Yapay zeka (AI) teknolojileri sağlıktan pazarlamaya, otomotivden finans uygulamalarına kadar birçok alanda çözüm olmaya hazırlanıyor. Sadece kurumsal tarafta değil, yavaş yavaş son kullanıcının günlük hayatına dokunan pek çok noktada da bu çözümleri görüyoruz. Tam burada yapay zekanın ve ona bağlı diğer teknolojilerin gereksinim duyduğu ileri seviye işlem gücünün halledilmesi sorunları başlamakta. Bunun da en verimli şekilde bulut platformları ile halledilebilmesi söz konusu.
TRAI Meet-Up etkinliklerinde AI teknolojilerini ele alan Türkiye Yapay Zeka İnisiyatifi, bu ayki etkinliğinde hızlı ve güvenilir bulut ortamı çözümlerinin öneminden ve yapay zeka yatırımlarının yöneldiği pazarlardan bahsetti. Verilen bilgilere göre küresel makine öğrenme pazarının, 2018-2023 yıllarında yüzde 42,6’lık yıllık bileşik büyüme oranı ile 2023 sonunda 23,46 milyar dolar seviyesine ulaşmasının beklenmekte.

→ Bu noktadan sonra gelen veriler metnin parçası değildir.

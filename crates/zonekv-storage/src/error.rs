//! Error types for the zoned storage backend.

use thiserror::Error;

use crate::extent::FileId;
use crate::zone::ZoneId;

/// Result type alias for zoned-device operations.
pub type ZbdResult<T> = Result<T, ZbdError>;

/// Error variants for zoned-device operations.
#[derive(Debug, Error)]
pub enum ZbdError {
    /// Wraps standard I/O errors from the device backend.
    #[error("I/O error: {0}")]
    Io(#[from] std::io::Error),

    /// The device could not be opened or is not usable as configured.
    #[error("Invalid argument: {0}")]
    InvalidArgument(String),

    /// The device exists but cannot back this engine.
    #[error("Not supported: {0}")]
    NotSupported(String),

    /// A zone-level device command failed.
    #[error("Zone {zone} {op} failed: {reason}")]
    ZoneIo {
        /// The zone the command targeted.
        zone: ZoneId,
        /// The command that failed ("reset", "finish", "close", "append").
        op: &'static str,
        /// Description of the failure.
        reason: String,
    },

    /// An append was issued with more bytes than the zone has left.
    #[error("No space in zone {zone}: requested {requested} bytes, {capacity} left")]
    NoSpace {
        /// The zone the append targeted.
        zone: ZoneId,
        /// Bytes requested.
        requested: u64,
        /// Bytes remaining until the zone is full.
        capacity: u64,
    },

    /// An offset or size is not a multiple of the device block size.
    #[error("Not aligned: {value} is not a multiple of block size {block_size}")]
    NotAligned {
        /// The offending offset or size.
        value: u64,
        /// The device block size.
        block_size: u64,
    },

    /// Zone cleaning needed a reserved zone but the pool was empty.
    ///
    /// This signals an accounting bug in the caller's pool management; the
    /// cleaning pass cannot make progress without a relocation target.
    #[error("Reserved zone pool exhausted during zone cleaning")]
    ReservedPoolExhausted,

    /// A file id was not found in the device's file table.
    #[error("File {file} not registered")]
    FileNotFound {
        /// The missing file id.
        file: FileId,
    },
}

Bu tahmin yapay zeka yatırımlarının, teknoloji ve iş dünyasının lideri konumundaki şirketlerin gündeminde gittikçe daha geniş yer tuttuğunu göstermesi açısından dikkat çekici. Dünya çapında AI ve makine öğrenme uygulamalarının en yaygın kullanıldığı alanların başında pazarlama gelmekte. Türkiye’de ise bu teknolojilere yatırımalrın, ağırlıklı olarak bankacılık ve sigorta sektörlerinde öne çıktığı saptanmış. Ülkemizde makine öğrenme çözümlerinin risk yönetiminden günlük bankacılık hizmetlerine ve sigortacılığa kadar pek çok alanda aktif rol oynadığı aktarılmakta.

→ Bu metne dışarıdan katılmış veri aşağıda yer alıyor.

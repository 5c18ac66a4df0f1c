//! End-to-end allocation scenarios: bootstrap, overlap-weighted placement,
//! same-level bracketing, admission control and the lifetime fallback.

mod common;

use std::sync::mpsc;
use std::thread;
use std::time::Duration;

use common::{rig, rig_with, BLOCK};
use zonekv_storage::{
    DeviceConfig, FileId, InternalKey, MemZbdConfig, MemoryZbd, SstFile, WriteLifetimeHint,
    ZonedDevice,
};

const ZONE: u64 = 64 * 1024;

#[test]
fn bootstrap_write_takes_first_empty_zone() {
    let rig = rig(64, ZONE);
    let file = rig.add_file(1, 0, 100, 200, WriteLifetimeHint::Medium);

    assert_eq!(rig.dev.active_io_zones(), 0);
    assert_eq!(rig.dev.open_io_zones(), 0);

    let zone = rig.allocate_for(&file);
    assert!(zone.is_empty());
    assert!(zone.open_for_write());
    assert_eq!(zone.lifetime(), WriteLifetimeHint::Medium);
    assert_eq!(rig.dev.active_io_zones(), 1);
    assert_eq!(rig.dev.open_io_zones(), 1);

    rig.append(&file, &zone, 2 * BLOCK as usize);
    rig.dev.release_zone(&zone).unwrap();
    assert_eq!(rig.dev.open_io_zones(), 0);
    assert_eq!(rig.dev.active_io_zones(), 1);
}

#[test]
fn overlap_match_places_next_to_overlapping_file() {
    let rig = rig(64, ZONE);

    // F1 [10, 20] at L2 in one zone, F2 [30, 40] at L2 in another.
    let f1 = rig.add_file(1, 2, 10, 20, WriteLifetimeHint::Long);
    let f2 = rig.add_file(2, 2, 30, 40, WriteLifetimeHint::Long);
    let z1 = rig.write_file(&f1, 2 * BLOCK as usize);
    let z2 = rig.write_file(&f2, 2 * BLOCK as usize);
    assert_ne!(z1.id(), z2.id());

    // [12, 18] overlaps F1 fully and F2 not at all.
    let f3 = rig.add_file(3, 1, 12, 18, WriteLifetimeHint::Long);
    let zone = rig.allocate_for(&f3);
    assert_eq!(zone.id(), z1.id());
    rig.dev.release_zone(&zone).unwrap();
}

#[test]
fn same_level_bracket_prefers_adjacent_zones() {
    // Active cap of 4 (5 - 1 reserved for meta) so the empty-zone step runs
    // dry after four files and placement falls through to bracketing.
    let rig = rig_with(MemZbdConfig {
        nr_zones: 64,
        zone_size: ZONE,
        block_size: BLOCK,
        max_nr_active_zones: 5,
        ..MemZbdConfig::default()
    });

    let f1 = rig.add_file(1, 1, 100, 200, WriteLifetimeHint::Medium);
    let f2 = rig.add_file(2, 1, 300, 400, WriteLifetimeHint::Medium);
    let f3 = rig.add_file(3, 1, 500, 600, WriteLifetimeHint::Medium);
    let f4 = rig.add_file(4, 1, 700, 800, WriteLifetimeHint::Medium);
    let za = rig.write_file(&f1, 2 * BLOCK as usize);
    let zb = rig.write_file(&f2, 2 * BLOCK as usize);
    let zc = rig.write_file(&f3, 2 * BLOCK as usize);
    let zd = rig.write_file(&f4, 2 * BLOCK as usize);
    assert_eq!(rig.dev.active_io_zones(), 4);

    // Keys fall between f2 and f3: expect a neighbouring zone, left first.
    let f5 = rig.add_file(5, 1, 450, 460, WriteLifetimeHint::Medium);
    let zone = rig.allocate_for(&f5);
    assert!(zone.id() == zb.id() || zone.id() == zc.id());
    assert_ne!(zone.id(), za.id());
    assert_ne!(zone.id(), zd.id());
    rig.dev.release_zone(&zone).unwrap();
}

#[test]
fn smallest_key_file_scans_level_head_first() {
    let rig = rig_with(MemZbdConfig {
        nr_zones: 64,
        zone_size: ZONE,
        block_size: BLOCK,
        max_nr_active_zones: 3,
        ..MemZbdConfig::default()
    });

    let f1 = rig.add_file(1, 1, 300, 400, WriteLifetimeHint::Medium);
    let f2 = rig.add_file(2, 1, 500, 600, WriteLifetimeHint::Medium);
    let zb = rig.write_file(&f1, 2 * BLOCK as usize);
    let _zc = rig.write_file(&f2, 2 * BLOCK as usize);

    // Smaller than every range at the level (the new file is not in the
    // engine's version state yet): head-forward scan hits f1 first.
    let f0 = std::sync::Arc::new(SstFile::new(
        FileId::new(3),
        1,
        InternalKey::from_u64(10, 0),
        InternalKey::from_u64(20, 0),
        WriteLifetimeHint::Medium,
    ));
    rig.dev.register_file(f0.clone());
    let zone = rig.allocate_for(&f0);
    assert_eq!(zone.id(), zb.id());
    rig.dev.release_zone(&zone).unwrap();
}

#[test]
fn admission_control_blocks_at_open_cap() {
    // Open cap of 2 (3 - 1 reserved for meta).
    let rig = rig_with(MemZbdConfig {
        nr_zones: 64,
        zone_size: ZONE,
        block_size: BLOCK,
        max_nr_open_zones: 3,
        ..MemZbdConfig::default()
    });

    let f1 = rig.add_file(1, 0, 100, 200, WriteLifetimeHint::Short);
    let f2 = rig.add_file(2, 0, 300, 400, WriteLifetimeHint::Short);
    let z1 = rig.allocate_for(&f1);
    let _z2 = rig.allocate_for(&f2);
    assert_eq!(rig.dev.open_io_zones(), 2);

    let (tx, rx) = mpsc::channel();
    let dev = rig.dev.clone();
    let f3 = rig.add_file(3, 0, 500, 600, WriteLifetimeHint::Short);
    let handle = thread::spawn(move || {
        let zone = dev
            .allocate_zone(f3.lifetime(), f3.smallest(), f3.largest(), f3.level())
            .unwrap()
            .unwrap();
        tx.send(zone.id()).unwrap();
    });

    // The third writer is parked on the open-zone condition variable.
    assert!(rx.recv_timeout(Duration::from_millis(200)).is_err());

    rig.dev.release_zone(&z1).unwrap();
    let granted = rx.recv_timeout(Duration::from_secs(5)).unwrap();
    handle.join().unwrap();
    assert_eq!(rig.dev.open_io_zones(), 2);
    let granted_zone = rig.dev.zone(granted).unwrap();
    rig.dev.release_zone(&granted_zone).unwrap();
}

#[test]
fn lifetime_fallback_picks_closest_hint() {
    // Active cap of 2 so neither an empty zone nor a bracket match exists by
    // the third allocation.
    let rig = rig_with(MemZbdConfig {
        nr_zones: 64,
        zone_size: ZONE,
        block_size: BLOCK,
        max_nr_active_zones: 3,
        ..MemZbdConfig::default()
    });

    let f1 = rig.add_file(1, 4, 100, 200, WriteLifetimeHint::Extreme);
    let f2 = rig.add_file(2, 5, 300, 400, WriteLifetimeHint::Medium);
    let z_extreme = rig.write_file(&f1, 2 * BLOCK as usize);
    let z_medium = rig.write_file(&f2, 2 * BLOCK as usize);
    assert_eq!(z_extreme.lifetime(), WriteLifetimeHint::Extreme);
    assert_eq!(z_medium.lifetime(), WriteLifetimeHint::Medium);

    // Disjoint keys, lonely level: only the lifetime fit remains.
    // diff(Medium, Short) = 1 beats diff(Extreme, Short) = 3.
    let f3 = rig.add_file(3, 6, 500, 600, WriteLifetimeHint::Short);
    let zone = rig.allocate_for(&f3);
    assert_eq!(zone.id(), z_medium.id());
    rig.dev.release_zone(&zone).unwrap();
}

#[test]
fn housekeeping_finishes_zones_below_threshold() {
    let rig = rig(64, ZONE);

    // Fill 81% of the zone: remaining capacity is below the 25% threshold.
    let f1 = rig.add_file(1, 0, 100, 200, WriteLifetimeHint::Medium);
    let z1 = rig.write_file(&f1, 13 * BLOCK as usize);
    assert!(!z1.is_full());
    assert_eq!(rig.dev.active_io_zones(), 1);

    let f2 = rig.add_file(2, 0, 300, 400, WriteLifetimeHint::Medium);
    let zone = rig.allocate_for(&f2);
    assert!(z1.is_full());
    assert_eq!(z1.wp(), z1.start() + ZONE);
    // f1's zone left the active set, f2's empty zone joined it.
    assert_eq!(rig.dev.active_io_zones(), 1);
    rig.dev.release_zone(&zone).unwrap();
}

#[test]
fn housekeeping_resets_fully_invalid_zones() {
    let rig = rig(64, ZONE);

    let f1 = rig.add_file(1, 0, 100, 200, WriteLifetimeHint::Medium);
    let z1 = rig.write_file(&f1, 4 * BLOCK as usize);
    rig.delete_file(&f1);
    assert!(!z1.is_used());
    assert!(!z1.is_empty());

    let f2 = rig.add_file(2, 0, 300, 400, WriteLifetimeHint::Medium);
    let zone = rig.allocate_for(&f2);
    assert!(z1.is_empty());
    assert!(rig.dev.device_stats().zones_reset >= 1);
    rig.dev.release_zone(&zone).unwrap();
}

#[test]
fn allocation_without_oracle_still_places() {
    // No oracle wired in: the cascade degrades to empty-zone and lifetime
    // placement.
    let backend = std::sync::Arc::new(MemoryZbd::new(MemZbdConfig {
        nr_zones: 64,
        zone_size: ZONE,
        block_size: BLOCK,
        ..MemZbdConfig::default()
    }));
    let dev = ZonedDevice::open(backend, DeviceConfig::default()).unwrap();

    let file = std::sync::Arc::new(SstFile::new(
        FileId::new(1),
        0,
        InternalKey::from_u64(1, 0),
        InternalKey::from_u64(2, 0),
        WriteLifetimeHint::Medium,
    ));
    dev.register_file(file.clone());
    let zone = dev
        .allocate_zone(file.lifetime(), file.smallest(), file.largest(), 0)
        .unwrap()
        .unwrap();
    dev.append_file_extent(file.id(), &zone, &[9u8; 4096]).unwrap();
    dev.release_zone(&zone).unwrap();
    assert_eq!(file.size(), 4096);
}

Diğer önemli bulunan konu ise bulut teknolojileri. Yapay zeka ve makine öğrenme süreçlerinin en kritik unsuru olan büyük veri, hızlı bir altyapıya sahip bulut platformlarına ihtiyaç duyuyor. Bulut altyapı hizmetleri ise, her geçen gün daha fazla miktarda üretilen büyük verinin sadece depolanması kadar işlenmesi ve analizi açısından da önemli hale gelmiş durumda. Derin öğrenme ve yapay zekanın ihtiyaç duyduğu güçteki yüksek performanslı işlemciler artık bulut ortamında da kullanılabilmekte. Böylece bu teknolojileri işleri için değerlendirmek isteyen işletmeler ve girişimcilere esneklik sunuluyor.
Matematiksel ve istatistiksel verileri işleyerek ulaşılan sonuçları kullanmaya yönelik bir algoritma olan makine öğrenmesinde süreç; verinin hazırlanması, modelin oluşturulması, eğitimi ve olgunlaştırılması şeklinde ilerliyor. Bugün gelinen noktada ise, elde edilen verilerle sadece belirli işlemleri yapmayla sınırlı kalmayıp ilerleyen adımların tahmin edilmesini sağlama ve kendini güncelleyebilme de odak noktalarından biri olarak öne çıkıyor. TRAI etkinliğinde, yapay zeka altyapıları ve kurumların kendi verimlilik ve gelişimleri için uygulamaya alacakları makine öğrenmesi algoritmalarının, hangi sektörden olursa olsun tüm oyuncular için artık vazgeçilmez hale geldiği ifade edildi.